Gillian Carty, partner in our finance and insolvency litigation team, discusses the recent case of John Glare v Clydesdale Bank PLC

27 January 2016

Mr Glare sued Clydesdale Bank PLC for damages arising from an alleged mis-sold Tailored Business Loan (“TBL”).  The Bank admitted that the TBL was not a suitable product for Mr Glare and that they should not have entered into a loan agreement with him with a 25 year fixed interest rate. The action was brought following the appointment of receivers to Mr Glare’s business and his own personal bankruptcy. Mr Glare argued that, but for the mis-sold TBL, :- (i) he would have sought and obtained a variable rate loan and (ii) his business would have been successful and he would not have been made bankrupt.

The Court did not accept either of Mr Glare’s arguments.  It appears that much of the Court’s decision turned on: (a) the contemporaneous documents which were produced to the Court and spoken to in evidence and preferred to the pursuer’s personal recollection; and (b) the performance of the witnesses for Mr Glare.

In relation to (i), the Court did not accept that, had Mr Glare not been offered the TBL, he would have sought, and been offered, a variable rate loan. The Court found on the evidence that Mr Glare had wanted the security of a fixed rate loan product and had specifically requested such a loan.  The Court also noted that even if Mr Glare had sought and secured a variable rate loan, during the relevant period in question in 2008, the interest Mr Glare would have paid under a variable rate would have been the same as that paid under the TBL. 
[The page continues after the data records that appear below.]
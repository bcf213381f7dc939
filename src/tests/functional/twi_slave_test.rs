// Licensed under the Apache-2.0 license

use crate::command_table::{FunctionEntry, ModuleEntry, ModuleTable, StaticModuleTable};
use crate::i2c::simulation::{master_general_call, master_read, master_write, SimulatedTwi};
use crate::i2c::{
    Error, SlaveConfigBuilder, SlaveStatusCode, TwiRegisters, TwiSlave, TwiSlaveBuffer,
    TwiSlaveCore, TwiSlaveInterrupts, NO_DATA_SENTINEL,
};
use embedded_io::Write;

const SLAVE_ADDR: u8 = 0x42;

const DEMO_FUNCS: [FunctionEntry; 2] = [
    FunctionEntry {
        command: 0x01,
        function: 1,
    },
    FunctionEntry {
        command: 0x02,
        function: 2,
    },
];

static DEMO_MODULES: [ModuleEntry<'static>; 1] = [ModuleEntry {
    access_id: 0x10,
    functions: &DEMO_FUNCS,
}];

fn enabled_slave() -> TwiSlave<SimulatedTwi> {
    let mut slave = TwiSlave::new(SimulatedTwi::new());
    assert!(slave.init(SLAVE_ADDR).is_ok());
    assert!(slave.enable().is_ok());
    slave
}

fn feed(slave: &mut TwiSlave<SimulatedTwi>, code: SlaveStatusCode, data: u8) {
    slave.registers_mut().raise(code.code(), data);
    slave.handle_interrupt();
}

pub fn run_twi_slave_tests<W: Write>(out: &mut W) {
    let _ = writeln!(out, "\r\n=== TWI Slave Tests ===\r");

    test_receive(out);
    test_transmit_empty(out);
    test_transmit_data(out);
    test_bus_error_recovery(out);
    test_restart_after_error(out);
    test_output_resync(out);
    test_general_call(out);
    test_command_dispatch(out);

    let _ = writeln!(out, "\r\n=== All TWI Slave Tests Passed ===\r");
}

fn test_receive<W: Write>(out: &mut W) {
    let _ = write!(out, "Testing receive path... ");

    let mut slave = enabled_slave();
    assert!(!slave.data_in_receive_buffer());
    feed(&mut slave, SlaveStatusCode::SrxAdrAck, 0);
    feed(&mut slave, SlaveStatusCode::SrxAdrDataAck, 0x42);
    assert!(slave.data_in_receive_buffer());
    assert_eq!(slave.receive_byte(), 0x42);
    assert!(!slave.data_in_receive_buffer());

    let _ = writeln!(out, "PASSED\r");
}

fn test_transmit_empty<W: Write>(out: &mut W) {
    let _ = write!(out, "Testing transmit with nothing queued... ");

    let mut slave = enabled_slave();
    feed(&mut slave, SlaveStatusCode::StxAdrAck, 0);
    assert_eq!(slave.registers().read_data(), NO_DATA_SENTINEL);
    assert!(slave.is_armed());

    let _ = writeln!(out, "PASSED\r");
}

fn test_transmit_data<W: Write>(out: &mut W) {
    let _ = write!(out, "Testing transmit of queued byte... ");

    let mut slave = enabled_slave();
    slave.transmit_byte(0x07);
    feed(&mut slave, SlaveStatusCode::StxAdrAck, 0);
    assert_eq!(slave.registers().read_data(), 0x07);
    assert!(!slave.data_in_transmit_buffer());

    let _ = writeln!(out, "PASSED\r");
}

fn test_bus_error_recovery<W: Write>(out: &mut W) {
    let _ = write!(out, "Testing bus error recovery... ");

    let mut slave = enabled_slave();
    feed(&mut slave, SlaveStatusCode::BusError, 0);
    let control = slave.registers().read_control();
    assert!(control.requests_stop());
    assert!(!control.is_armed());

    feed(&mut slave, SlaveStatusCode::SrxAdrAck, 0);
    assert!(slave.is_armed());

    let _ = writeln!(out, "PASSED\r");
}

fn test_restart_after_error<W: Write>(out: &mut W) {
    let _ = write!(out, "Testing application restart after error... ");

    let mut slave = enabled_slave();
    feed(&mut slave, SlaveStatusCode::NoState, 0);
    assert!(slave.slave_status().error);

    if slave.take_error() == Some(Error::Bus) {
        assert!(slave.enable().is_ok());
    }
    assert!(slave.is_armed());
    assert!(!slave.slave_status().error);

    let _ = writeln!(out, "PASSED\r");
}

fn test_output_resync<W: Write>(out: &mut W) {
    let _ = write!(out, "Testing transmit buffer resync... ");

    let mut slave = enabled_slave();
    slave.transmit(&[0x01, 0x02, 0x03]);
    // Master only takes one byte of the reply.
    let first: heapless::Vec<u8, 1> = master_read(&mut slave, 1);
    assert_eq!(first.as_slice(), &[0x01]);

    // New request arrives with stale data still queued.
    master_write(&mut slave, &[0x10, 0x02]);
    assert!(slave.data_in_transmit_buffer());
    slave.clear_output();
    assert!(!slave.data_in_transmit_buffer());
    assert_eq!(slave.rx_buffer_count(), 2);

    let _ = writeln!(out, "PASSED\r");
}

fn test_general_call<W: Write>(out: &mut W) {
    let _ = write!(out, "Testing general call receive... ");

    let mut slave = TwiSlave::new(SimulatedTwi::new());
    let config = SlaveConfigBuilder::new()
        .address(SLAVE_ADDR)
        .general_call(true)
        .build();
    assert!(slave.init_with_config(config).is_ok());
    assert!(slave.enable().is_ok());
    assert_eq!(slave.registers().read_address() & 1, 1);

    master_general_call(&mut slave, &[0x06]);
    assert_eq!(slave.receive_byte(), 0x06);
    assert_eq!(slave.diagnostics().general_calls, 1);

    let _ = writeln!(out, "PASSED\r");
}

fn test_command_dispatch<W: Write>(out: &mut W) {
    let _ = write!(out, "Testing command lookup from received bytes... ");

    let table = StaticModuleTable::new(&DEMO_MODULES);
    let mut slave = enabled_slave();
    master_write(&mut slave, &[0x10, 0x02]);

    let request: heapless::Vec<u8, 2> = slave.drain_received();
    let (access_id, command) = match request.as_slice() {
        [id, cmd] => (*id, u16::from(*cmd)),
        _ => panic!("short request"),
    };
    let function = table.resolve(access_id, command);
    assert_eq!(function, Some(2));

    if let Some(function) = function {
        slave.transmit(&function.to_le_bytes());
    }
    let reply: heapless::Vec<u8, 2> = master_read(&mut slave, 2);
    assert_eq!(reply.as_slice(), &[0x02, 0x00]);

    let _ = writeln!(out, "PASSED\r");
}

#[cfg(test)]
mod tests {
    use super::*;

    struct Sink(Vec<u8>);

    impl embedded_io::ErrorType for Sink {
        type Error = core::convert::Infallible;
    }

    impl Write for Sink {
        fn write(&mut self, buf: &[u8]) -> Result<usize, Self::Error> {
            self.0.extend_from_slice(buf);
            Ok(buf.len())
        }

        fn flush(&mut self) -> Result<(), Self::Error> {
            Ok(())
        }
    }

    #[test]
    fn test_functional_suite_passes() {
        let mut sink = Sink(Vec::new());
        run_twi_slave_tests(&mut sink);

        let text = String::from_utf8(sink.0).unwrap();
        assert_eq!(text.matches("PASSED").count(), 8);
        assert!(text.contains("All TWI Slave Tests Passed"));
    }
}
In relation to (ii), the Court heard evidence in relation to the financial performance of the business.  The Court concluded that the business had been loss making for several years; had not generated sufficient income to meet its expenditure and that the fall off in the level of business was attributable to the recession. Although the Court heard evidence from an accountant relating to how the business could have performed (by making a comparison with other businesses of the same nature) the Court was not persuaded that there was merit in this comparative analysis and felt that much of the case against the Bank had been influenced by the benefit of hindsight.  

Ultimately, the case failed because Mr Glare was unable to demonstrate to the satisfaction of the Court that but for the mis-sold product he would have sought and obtained a variable rate loan or that there was a causal link between the losses suffered by the business and the actions of the Bank as opposed to the prevailing market conditions at that time.